#### What you should do:
Write out every record below exactly as it appears.

#### Supplied data:
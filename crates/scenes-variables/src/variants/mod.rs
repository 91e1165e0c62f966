//! Concrete variable kinds

pub mod constant;
pub mod custom;
pub mod test;
pub mod text_box;

pub use constant::{ConstantVariable, ConstantVariableState};
pub use custom::{CustomOptions, CustomVariable};
pub use test::{query_metric_tree, TestOptions, TestVariable};
pub use text_box::{TextBoxVariable, TextBoxVariableState};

#### Finished exercise:
filename crates/scenes-variables/src/variants/mod.rs
repository 91e1165e0c62f966
//! Concrete variable kinds

pub mod constant;
pub mod custom;
pub mod test;
pub mod text_box;

pub use constant::{ConstantVariable, ConstantVariableState};
pub use custom::{CustomOptions, CustomVariable};
pub use test::{query_metric_tree, TestOptions, TestVariable};
pub use text_box::{TextBoxVariable, TextBoxVariableState};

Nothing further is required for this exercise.